Is there a way to check which libraries is a running process using?
To be more specific, if a program loads some shared libraries using dlopen, then readelf or ldd is not going to show it. Is it possible at all to get that information from a running process? If yes, how?
Shared Libraries are loaded by the executable (or other shared library) at runtime.
If the program is already running, we can also get the list of loaded shared libraries by reading the file /proc/<PID>/maps. In this file, each row describes a region of contiguous virtual memory in a process or thread. If the process has loaded a shared library, the library will show up in this file.

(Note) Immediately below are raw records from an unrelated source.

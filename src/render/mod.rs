//! # Rendering Module
//!
//! Turns a [`BlockMatrix`] plus a color [`Swatch`] into an output artifact.
//!
//! ## Modules
//!
//! - [`raster`]: encoded images via a [`RasterBackend`] (default: the `image` crate)
//! - [`text`]: plain-text matrices, one character per block
//!
//! ## Output Formats
//!
//! | Name | Output |
//! |------|--------|
//! | `ascii` | [`Identicon::Text`] |
//! | anything else | [`Identicon::Image`], if the backend knows the format |
//!
//! The `ascii` name is matched exactly; every other name is resolved by the
//! raster backend (case-insensitive for [`ImageBackend`]).
//!
//! [`BlockMatrix`]: crate::matrix::BlockMatrix
//! [`Swatch`]: crate::color::Swatch

pub mod raster;
pub mod text;

pub use raster::{ImageBackend, RasterBackend, render_raster};
pub use text::render_text;

/// Format name selecting text output.
pub const ASCII: &str = "ascii";

/// Requested output, resolved from a format name.
#[derive(Debug, Clone, Copy, PartialEq, Eq)]
pub enum OutputFormat<'a> {
    /// Plain-text matrix.
    Ascii,
    /// Encoded image, format name passed to the raster backend.
    Raster(&'a str),
}

impl<'a> OutputFormat<'a> {
    pub fn parse(name: &'a str) -> Self {
        if name == ASCII {
            Self::Ascii
        } else {
            Self::Raster(name)
        }
    }
}

/// Pixel margin around the identicon, filled with the background.
#[derive(Debug, Clone, Copy, Default, PartialEq, Eq)]
pub struct Padding {
    pub top: u32,
    pub bottom: u32,
    pub left: u32,
    pub right: u32,
}

impl Padding {
    /// Same margin on all four sides.
    pub const fn uniform(pixels: u32) -> Self {
        Self {
            top: pixels,
            bottom: pixels,
            left: pixels,
            right: pixels,
        }
    }
}

/// `(top, bottom, left, right)`
impl From<(u32, u32, u32, u32)> for Padding {
    fn from((top, bottom, left, right): (u32, u32, u32, u32)) -> Self {
        Self {
            top,
            bottom,
            left,
            right,
        }
    }
}

/// A generated identicon.
#[derive(Debug, Clone, PartialEq, Eq)]
pub enum Identicon {
    /// Encoded image bytes.
    Image(Vec<u8>),
    /// Text rendering.
    Text(String),
}

impl Identicon {
    /// Encoded image bytes, if this is an image.
    pub fn as_image(&self) -> Option<&[u8]> {
        match self {
            Self::Image(bytes) => Some(bytes),
            Self::Text(_) => None,
        }
    }

    /// Text rendering, if this is text.
    pub fn as_text(&self) -> Option<&str> {
        match self {
            Self::Text(text) => Some(text),
            Self::Image(_) => None,
        }
    }

    /// Raw bytes of either variant (UTF-8 for text).
    pub fn into_bytes(self) -> Vec<u8> {
        match self {
            Self::Image(bytes) => bytes,
            Self::Text(text) => text.into_bytes(),
        }
    }
}

#[cfg(test)]
mod tests {
    use super::*;

    #[test]
    fn test_output_format_parse() {
        assert_eq!(OutputFormat::parse("ascii"), OutputFormat::Ascii);
        assert_eq!(OutputFormat::parse("png"), OutputFormat::Raster("png"));
        // Only the exact name selects text output.
        assert_eq!(OutputFormat::parse("ASCII"), OutputFormat::Raster("ASCII"));
    }

    #[test]
    fn test_padding_from_tuple() {
        let padding = Padding::from((1, 2, 3, 4));
        assert_eq!(padding.top, 1);
        assert_eq!(padding.bottom, 2);
        assert_eq!(padding.left, 3);
        assert_eq!(padding.right, 4);
        assert_eq!(Padding::uniform(20), Padding::from((20, 20, 20, 20)));
    }

    #[test]
    fn test_identicon_accessors() {
        let text = Identicon::Text("+-".to_string());
        assert_eq!(text.as_text(), Some("+-"));
        assert!(text.as_image().is_none());
        assert_eq!(text.into_bytes(), b"+-".to_vec());

        let image = Identicon::Image(vec![1, 2, 3]);
        assert_eq!(image.as_image(), Some(&[1u8, 2, 3][..]));
        assert!(image.as_text().is_none());
    }
}
// Export public modules
pub mod common;
pub mod container;
pub mod index;
pub mod storage;
pub mod transaction;

// Re-export key items for convenient access
pub use container::ExtendibleHashTable;
pub use index::btree::BPlusTree;
pub use storage::buffer::replacer::LruKReplacer;
pub use storage::buffer::BufferPoolError;
pub use storage::buffer::BufferPoolManager;
pub use storage::disk::DiskManager;
pub use transaction::{
    IsolationLevel, LockManager, LockMode, Transaction, TransactionManager, TransactionState,
};
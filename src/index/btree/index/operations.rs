use crate::common::types::{PageId, Rid, INVALID_PAGE_ID};
use crate::index::btree::key::IndexKey;
use crate::index::btree::latch::LatchStack;
use crate::index::btree::node::{self, InternalMut, InternalRef, LeafMut, LeafRef, PageType};
use crate::transaction::Transaction;

use super::base::BPlusTree;

impl<K: IndexKey> BPlusTree<K> {
    /// Insert a unique key. Returns false, without modifying the tree,
    /// when the key is already present.
    ///
    /// Write crabbing: the descent write-latches each node on the path and
    /// releases all retained ancestors (and the tree-wide latch) once the
    /// current node cannot split, i.e. has room for one more entry.
    pub fn insert(&self, key: K, rid: Rid, txn: &Transaction) -> bool {
        let mut root_guard = self.root_page_id.lock();

        if *root_guard == INVALID_PAGE_ID {
            // Empty tree: the first insert starts a root leaf.
            let (page, pid) = self.new_node();
            {
                let mut guard = page.write();
                let mut leaf =
                    LeafMut::<K>::init(&mut guard.data, pid, INVALID_PAGE_ID, self.leaf_max_size);
                leaf.insert(&key, rid);
            }
            self.unpin_node(pid, true);
            *root_guard = pid;
            self.persist_root_page_id(pid);
            return true;
        }

        let mut pid = *root_guard;
        let mut stack = LatchStack::new(&self.buffer_pool, txn, root_guard);
        loop {
            let page = self.fetch_node(pid);
            let guard = page.write_arc();
            let is_leaf = node::page_type(&guard.data) == PageType::Leaf;
            let is_safe = node::size(&guard.data) < node::max_size(&guard.data);
            let next_pid = if is_leaf {
                INVALID_PAGE_ID
            } else {
                InternalRef::<K>::new(&guard.data).lookup(&key)
            };
            stack.push(pid, guard);
            if is_safe {
                stack.release_ancestors();
            }
            if is_leaf {
                break;
            }
            pid = next_pid;
        }

        // The stack now holds the target leaf plus every ancestor that
        // might split.
        {
            let top = stack.top_mut();
            let leaf = LeafRef::<K>::new(&top.guard.data);
            if leaf.lookup(&key).is_some() {
                stack.release_all();
                return false;
            }
            if leaf.size() < self.leaf_max_size {
                let mut leaf = LeafMut::<K>::new(&mut top.guard.data);
                leaf.insert(&key, rid);
                top.dirty = true;
                stack.release_all();
                return true;
            }
        }

        self.split_leaf_and_propagate(&mut stack, key, rid);
        true
    }

    /// The target leaf is full: split it, place the new key, and push the
    /// separator up through the retained ancestors.
    fn split_leaf_and_propagate(&self, stack: &mut LatchStack<'_>, key: K, rid: Rid) {
        let mut leaf_latched = stack.pop().expect("leaf must be on the stack");
        let leaf_pid = leaf_latched.page_id;
        let parent_pid = node::parent_page_id(&leaf_latched.guard.data);

        let (new_page, new_pid) = self.new_node();
        let mut new_guard = new_page.write_arc();
        let separator = {
            let mut new_leaf =
                LeafMut::<K>::init(&mut new_guard.data, new_pid, parent_pid, self.leaf_max_size);
            let mut leaf = LeafMut::<K>::new(&mut leaf_latched.guard.data);
            leaf.move_half_to(&mut new_leaf);
            new_leaf.set_next_page_id(leaf.next_page_id());
            leaf.set_next_page_id(new_pid);

            let separator = new_leaf.key_at(0);
            if key < separator {
                leaf.insert(&key, rid);
            } else {
                new_leaf.insert(&key, rid);
            }
            separator
        };
        drop(new_guard);
        self.unpin_node(new_pid, true);
        leaf_latched.dirty = true;
        stack.release_page(leaf_latched);

        self.propagate_split(stack, leaf_pid, separator, new_pid);
    }

    /// Insert `(separator, right)` into the lowest retained ancestor,
    /// splitting full ancestors on the way up. Runs out of ancestors only
    /// when the root itself split, in which case the tree grows a level.
    fn propagate_split(
        &self,
        stack: &mut LatchStack<'_>,
        mut left_pid: PageId,
        mut separator: K,
        mut right_pid: PageId,
    ) {
        loop {
            let Some(mut parent_latched) = stack.pop() else {
                // Grew past the old root.
                let (root_page, root_pid) = self.new_node();
                {
                    let mut guard = root_page.write_arc();
                    let mut root = InternalMut::<K>::init(
                        &mut guard.data,
                        root_pid,
                        INVALID_PAGE_ID,
                        self.internal_max_size,
                    );
                    root.populate_new_root(left_pid, &separator, right_pid);
                }
                self.unpin_node(root_pid, true);
                self.reparent(left_pid, root_pid);
                self.reparent(right_pid, root_pid);
                stack.set_root(root_pid);
                self.persist_root_page_id(root_pid);
                log::debug!("tree grew a level, new root {root_pid}");
                stack.release_all();
                return;
            };

            let parent_pid = parent_latched.page_id;
            let parent_full =
                node::size(&parent_latched.guard.data) >= node::max_size(&parent_latched.guard.data);

            if !parent_full {
                // The lowest retained ancestor was kept precisely because
                // it can absorb the separator.
                let mut parent = InternalMut::<K>::new(&mut parent_latched.guard.data);
                parent.insert_node_after(left_pid, &separator, right_pid);
                parent_latched.dirty = true;
                stack.release_page(parent_latched);
                stack.release_all();
                return;
            }

            // Split the full parent as well.
            let grandparent_pid = node::parent_page_id(&parent_latched.guard.data);
            let (new_page, new_pid) = self.new_node();
            let mut new_guard = new_page.write_arc();
            let (new_separator, moved_children) = {
                let mut new_inner = InternalMut::<K>::init(
                    &mut new_guard.data,
                    new_pid,
                    grandparent_pid,
                    self.internal_max_size,
                );
                let mut parent = InternalMut::<K>::new(&mut parent_latched.guard.data);
                parent.insert_node_after(left_pid, &separator, right_pid);
                parent.move_half_to(&mut new_inner);
                // The separator pushed up is the key stranded in the new
                // node's dummy slot.
                (new_inner.as_ref().dummy_key(), new_inner.children())
            };
            drop(new_guard);

            self.adopt_children(&moved_children, new_pid);
            self.unpin_node(new_pid, true);
            parent_latched.dirty = true;
            stack.release_page(parent_latched);

            left_pid = parent_pid;
            separator = new_separator;
            right_pid = new_pid;
        }
    }
}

Other people are on the right track. Here are a couple ways.
cat /proc/NNNN/maps | awk '{print $6}' | grep '\.so' | sort | uniq
Or, with strace:
strace CMD.... 2>&1 | grep -E '^open(at)?\(.*\.so'
Both of these assume that shared libraries have ".so" somewhere in their paths, but you can modify that. The first one gives fairly pretty output as just a list of libraries, one per line. The second one will keep on listing libraries as they are opened, so that's nice.
And of course lsof
...
lsof -p NNNN | awk '{print $9}' | grep '\.so'
May be lsof
- the swiss army knife of linux will help?
edit: to run, lsof -p <pid>
, lists all sorts of useful information, for example, if the process is java, lists all the open jars - very cool...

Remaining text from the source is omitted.